(Collected data)

□ □ □ □ □ □ □

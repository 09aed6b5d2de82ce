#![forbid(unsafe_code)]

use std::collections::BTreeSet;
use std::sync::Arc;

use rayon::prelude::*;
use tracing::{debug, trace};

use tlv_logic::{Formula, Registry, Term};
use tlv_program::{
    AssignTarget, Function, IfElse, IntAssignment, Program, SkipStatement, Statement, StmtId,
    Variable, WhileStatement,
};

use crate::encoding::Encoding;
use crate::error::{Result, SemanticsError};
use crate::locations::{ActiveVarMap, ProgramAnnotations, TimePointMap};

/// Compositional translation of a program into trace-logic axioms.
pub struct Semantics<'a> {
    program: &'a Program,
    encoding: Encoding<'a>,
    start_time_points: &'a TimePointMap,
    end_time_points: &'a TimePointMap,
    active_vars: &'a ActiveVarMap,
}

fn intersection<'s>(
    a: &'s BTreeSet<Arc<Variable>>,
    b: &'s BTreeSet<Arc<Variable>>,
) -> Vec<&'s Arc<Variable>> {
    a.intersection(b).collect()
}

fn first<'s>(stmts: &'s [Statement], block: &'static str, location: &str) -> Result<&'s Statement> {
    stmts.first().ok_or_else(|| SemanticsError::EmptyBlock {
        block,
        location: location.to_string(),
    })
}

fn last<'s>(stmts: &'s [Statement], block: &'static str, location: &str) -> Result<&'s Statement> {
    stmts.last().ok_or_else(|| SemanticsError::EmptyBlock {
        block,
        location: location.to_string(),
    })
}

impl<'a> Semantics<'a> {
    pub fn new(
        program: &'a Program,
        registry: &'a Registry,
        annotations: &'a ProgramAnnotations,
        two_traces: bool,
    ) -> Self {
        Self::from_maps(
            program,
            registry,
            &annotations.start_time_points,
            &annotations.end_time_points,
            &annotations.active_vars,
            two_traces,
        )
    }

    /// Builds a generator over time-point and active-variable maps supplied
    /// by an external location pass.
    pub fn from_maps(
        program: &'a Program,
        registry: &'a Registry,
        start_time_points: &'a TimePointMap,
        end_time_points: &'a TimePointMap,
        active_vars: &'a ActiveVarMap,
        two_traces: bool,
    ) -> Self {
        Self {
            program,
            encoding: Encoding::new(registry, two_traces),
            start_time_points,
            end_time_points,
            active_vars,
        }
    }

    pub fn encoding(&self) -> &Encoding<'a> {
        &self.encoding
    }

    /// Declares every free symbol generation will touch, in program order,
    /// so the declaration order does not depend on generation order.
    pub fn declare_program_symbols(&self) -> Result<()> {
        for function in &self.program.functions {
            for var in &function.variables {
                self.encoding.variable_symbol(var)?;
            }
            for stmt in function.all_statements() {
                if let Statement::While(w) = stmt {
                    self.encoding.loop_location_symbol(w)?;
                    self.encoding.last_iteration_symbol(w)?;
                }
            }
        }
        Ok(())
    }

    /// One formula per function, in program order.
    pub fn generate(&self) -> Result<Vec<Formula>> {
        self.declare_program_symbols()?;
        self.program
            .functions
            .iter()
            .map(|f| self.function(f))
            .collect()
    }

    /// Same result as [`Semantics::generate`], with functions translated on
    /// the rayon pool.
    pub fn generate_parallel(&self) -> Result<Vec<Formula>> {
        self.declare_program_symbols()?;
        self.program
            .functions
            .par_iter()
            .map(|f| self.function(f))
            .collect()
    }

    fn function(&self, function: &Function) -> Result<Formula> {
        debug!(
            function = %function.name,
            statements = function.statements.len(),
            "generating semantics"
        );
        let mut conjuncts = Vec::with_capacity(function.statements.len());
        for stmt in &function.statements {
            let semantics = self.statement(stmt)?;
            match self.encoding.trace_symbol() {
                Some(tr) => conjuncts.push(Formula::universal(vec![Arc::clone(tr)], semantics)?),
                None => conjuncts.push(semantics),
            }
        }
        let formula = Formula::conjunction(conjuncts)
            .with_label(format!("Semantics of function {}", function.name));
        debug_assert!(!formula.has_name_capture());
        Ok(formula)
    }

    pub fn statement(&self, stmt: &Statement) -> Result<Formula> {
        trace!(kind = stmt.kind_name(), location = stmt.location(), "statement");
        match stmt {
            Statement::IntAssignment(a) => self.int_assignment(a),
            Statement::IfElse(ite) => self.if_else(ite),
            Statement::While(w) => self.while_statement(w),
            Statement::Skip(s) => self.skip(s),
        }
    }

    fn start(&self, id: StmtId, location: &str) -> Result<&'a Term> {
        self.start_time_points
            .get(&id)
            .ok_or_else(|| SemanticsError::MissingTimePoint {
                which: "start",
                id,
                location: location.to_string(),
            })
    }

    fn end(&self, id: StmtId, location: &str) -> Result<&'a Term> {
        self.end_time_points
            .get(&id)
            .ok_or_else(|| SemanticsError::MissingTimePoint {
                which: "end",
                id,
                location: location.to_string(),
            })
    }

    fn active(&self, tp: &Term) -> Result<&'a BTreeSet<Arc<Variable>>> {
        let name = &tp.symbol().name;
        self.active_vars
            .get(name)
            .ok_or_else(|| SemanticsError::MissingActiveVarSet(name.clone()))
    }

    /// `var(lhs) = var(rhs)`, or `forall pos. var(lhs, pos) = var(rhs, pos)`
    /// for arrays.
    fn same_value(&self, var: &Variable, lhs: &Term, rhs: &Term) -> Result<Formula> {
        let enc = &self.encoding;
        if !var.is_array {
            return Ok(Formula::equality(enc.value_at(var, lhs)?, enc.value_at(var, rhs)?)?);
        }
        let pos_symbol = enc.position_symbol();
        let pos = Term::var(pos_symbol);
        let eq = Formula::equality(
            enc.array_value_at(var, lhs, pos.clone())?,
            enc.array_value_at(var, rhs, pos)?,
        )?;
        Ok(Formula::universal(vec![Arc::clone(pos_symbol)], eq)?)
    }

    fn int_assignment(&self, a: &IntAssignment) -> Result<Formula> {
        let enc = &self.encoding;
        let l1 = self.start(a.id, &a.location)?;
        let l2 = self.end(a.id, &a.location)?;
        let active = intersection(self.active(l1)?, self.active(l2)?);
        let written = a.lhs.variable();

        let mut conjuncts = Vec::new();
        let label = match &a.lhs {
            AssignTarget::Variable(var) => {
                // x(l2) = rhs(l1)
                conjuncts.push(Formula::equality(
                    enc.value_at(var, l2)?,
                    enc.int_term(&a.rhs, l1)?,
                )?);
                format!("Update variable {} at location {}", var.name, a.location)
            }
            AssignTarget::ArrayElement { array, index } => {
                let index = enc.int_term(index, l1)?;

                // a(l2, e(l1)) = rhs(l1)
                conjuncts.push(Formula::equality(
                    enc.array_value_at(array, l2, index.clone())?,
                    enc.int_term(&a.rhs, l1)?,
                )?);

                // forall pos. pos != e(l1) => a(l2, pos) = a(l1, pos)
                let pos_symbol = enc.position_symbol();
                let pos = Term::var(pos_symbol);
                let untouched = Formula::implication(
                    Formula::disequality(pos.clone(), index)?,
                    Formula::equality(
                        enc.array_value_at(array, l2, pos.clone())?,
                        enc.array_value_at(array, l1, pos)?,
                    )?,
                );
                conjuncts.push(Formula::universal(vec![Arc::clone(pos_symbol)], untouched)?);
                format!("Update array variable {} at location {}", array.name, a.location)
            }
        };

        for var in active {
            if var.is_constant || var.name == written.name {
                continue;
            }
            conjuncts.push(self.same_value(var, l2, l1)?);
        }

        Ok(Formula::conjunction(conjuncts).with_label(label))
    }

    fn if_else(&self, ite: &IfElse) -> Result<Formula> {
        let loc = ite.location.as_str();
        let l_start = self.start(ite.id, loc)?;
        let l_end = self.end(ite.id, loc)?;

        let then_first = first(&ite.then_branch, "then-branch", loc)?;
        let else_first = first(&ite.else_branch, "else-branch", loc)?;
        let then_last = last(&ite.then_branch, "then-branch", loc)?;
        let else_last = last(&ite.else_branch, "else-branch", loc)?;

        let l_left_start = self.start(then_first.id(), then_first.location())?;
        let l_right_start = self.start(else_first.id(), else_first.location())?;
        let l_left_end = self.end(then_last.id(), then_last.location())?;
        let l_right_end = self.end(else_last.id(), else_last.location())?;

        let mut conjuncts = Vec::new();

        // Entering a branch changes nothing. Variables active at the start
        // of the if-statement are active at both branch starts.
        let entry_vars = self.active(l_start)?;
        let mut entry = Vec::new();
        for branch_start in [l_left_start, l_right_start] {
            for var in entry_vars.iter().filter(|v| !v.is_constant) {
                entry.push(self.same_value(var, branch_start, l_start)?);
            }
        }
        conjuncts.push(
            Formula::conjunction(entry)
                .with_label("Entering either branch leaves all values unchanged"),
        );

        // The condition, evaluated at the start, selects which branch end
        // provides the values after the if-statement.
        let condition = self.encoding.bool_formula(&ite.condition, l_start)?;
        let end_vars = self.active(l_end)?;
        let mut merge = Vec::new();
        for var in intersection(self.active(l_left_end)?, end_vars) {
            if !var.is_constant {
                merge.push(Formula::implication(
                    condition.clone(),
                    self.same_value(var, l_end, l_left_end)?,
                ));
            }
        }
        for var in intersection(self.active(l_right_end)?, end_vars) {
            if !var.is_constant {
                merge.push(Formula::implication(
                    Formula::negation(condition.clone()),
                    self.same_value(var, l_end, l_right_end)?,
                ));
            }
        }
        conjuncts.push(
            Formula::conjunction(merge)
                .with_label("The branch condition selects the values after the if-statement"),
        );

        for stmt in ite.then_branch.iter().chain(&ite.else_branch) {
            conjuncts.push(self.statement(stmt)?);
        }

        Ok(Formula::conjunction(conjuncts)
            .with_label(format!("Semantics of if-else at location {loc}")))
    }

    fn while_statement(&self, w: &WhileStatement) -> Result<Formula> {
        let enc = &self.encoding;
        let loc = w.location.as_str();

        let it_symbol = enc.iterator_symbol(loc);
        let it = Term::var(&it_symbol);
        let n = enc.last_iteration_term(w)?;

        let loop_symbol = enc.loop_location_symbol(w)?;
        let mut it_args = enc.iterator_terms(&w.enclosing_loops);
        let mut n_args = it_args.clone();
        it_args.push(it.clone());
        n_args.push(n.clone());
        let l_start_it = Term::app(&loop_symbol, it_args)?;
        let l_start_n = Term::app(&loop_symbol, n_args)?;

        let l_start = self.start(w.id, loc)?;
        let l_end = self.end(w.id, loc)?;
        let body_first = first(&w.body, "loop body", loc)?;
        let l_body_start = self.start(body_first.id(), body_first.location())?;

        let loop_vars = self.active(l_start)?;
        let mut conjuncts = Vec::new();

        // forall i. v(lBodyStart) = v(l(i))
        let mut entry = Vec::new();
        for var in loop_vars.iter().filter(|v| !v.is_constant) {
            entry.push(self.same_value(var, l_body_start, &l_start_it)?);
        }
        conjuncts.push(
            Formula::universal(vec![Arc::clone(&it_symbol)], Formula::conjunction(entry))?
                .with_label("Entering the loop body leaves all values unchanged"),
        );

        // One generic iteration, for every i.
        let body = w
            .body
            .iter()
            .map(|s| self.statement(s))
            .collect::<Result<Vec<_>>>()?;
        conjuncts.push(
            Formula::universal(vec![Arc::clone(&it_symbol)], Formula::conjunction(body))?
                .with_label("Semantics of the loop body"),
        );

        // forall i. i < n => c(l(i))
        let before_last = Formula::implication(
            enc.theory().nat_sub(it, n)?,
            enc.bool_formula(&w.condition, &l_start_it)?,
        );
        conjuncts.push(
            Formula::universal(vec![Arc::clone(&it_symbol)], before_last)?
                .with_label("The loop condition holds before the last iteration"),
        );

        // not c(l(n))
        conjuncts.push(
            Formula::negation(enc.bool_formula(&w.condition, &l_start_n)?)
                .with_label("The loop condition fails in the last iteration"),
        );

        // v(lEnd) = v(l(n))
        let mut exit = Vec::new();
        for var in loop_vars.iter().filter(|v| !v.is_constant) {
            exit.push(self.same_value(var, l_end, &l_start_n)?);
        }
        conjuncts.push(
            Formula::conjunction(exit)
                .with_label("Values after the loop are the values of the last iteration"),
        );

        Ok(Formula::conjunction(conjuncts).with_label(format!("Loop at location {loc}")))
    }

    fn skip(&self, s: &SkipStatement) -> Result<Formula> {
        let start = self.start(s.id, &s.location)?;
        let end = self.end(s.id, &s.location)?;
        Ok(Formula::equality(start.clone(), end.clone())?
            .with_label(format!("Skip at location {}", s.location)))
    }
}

□ □ □ □ □ □ □

*TRY IT*: In the data above, copy every line where the string "IntAssignment" appears.

*OUTPUT BELOW*:
    AssignTarget, Function, IfElse, IntAssignment, Program, SkipStatement, Statement, StmtId,
            Statement::IntAssignment(a) => self.int_assignment(a),
    fn int_assignment(&self, a: &IntAssignment) -> Result<Formula> {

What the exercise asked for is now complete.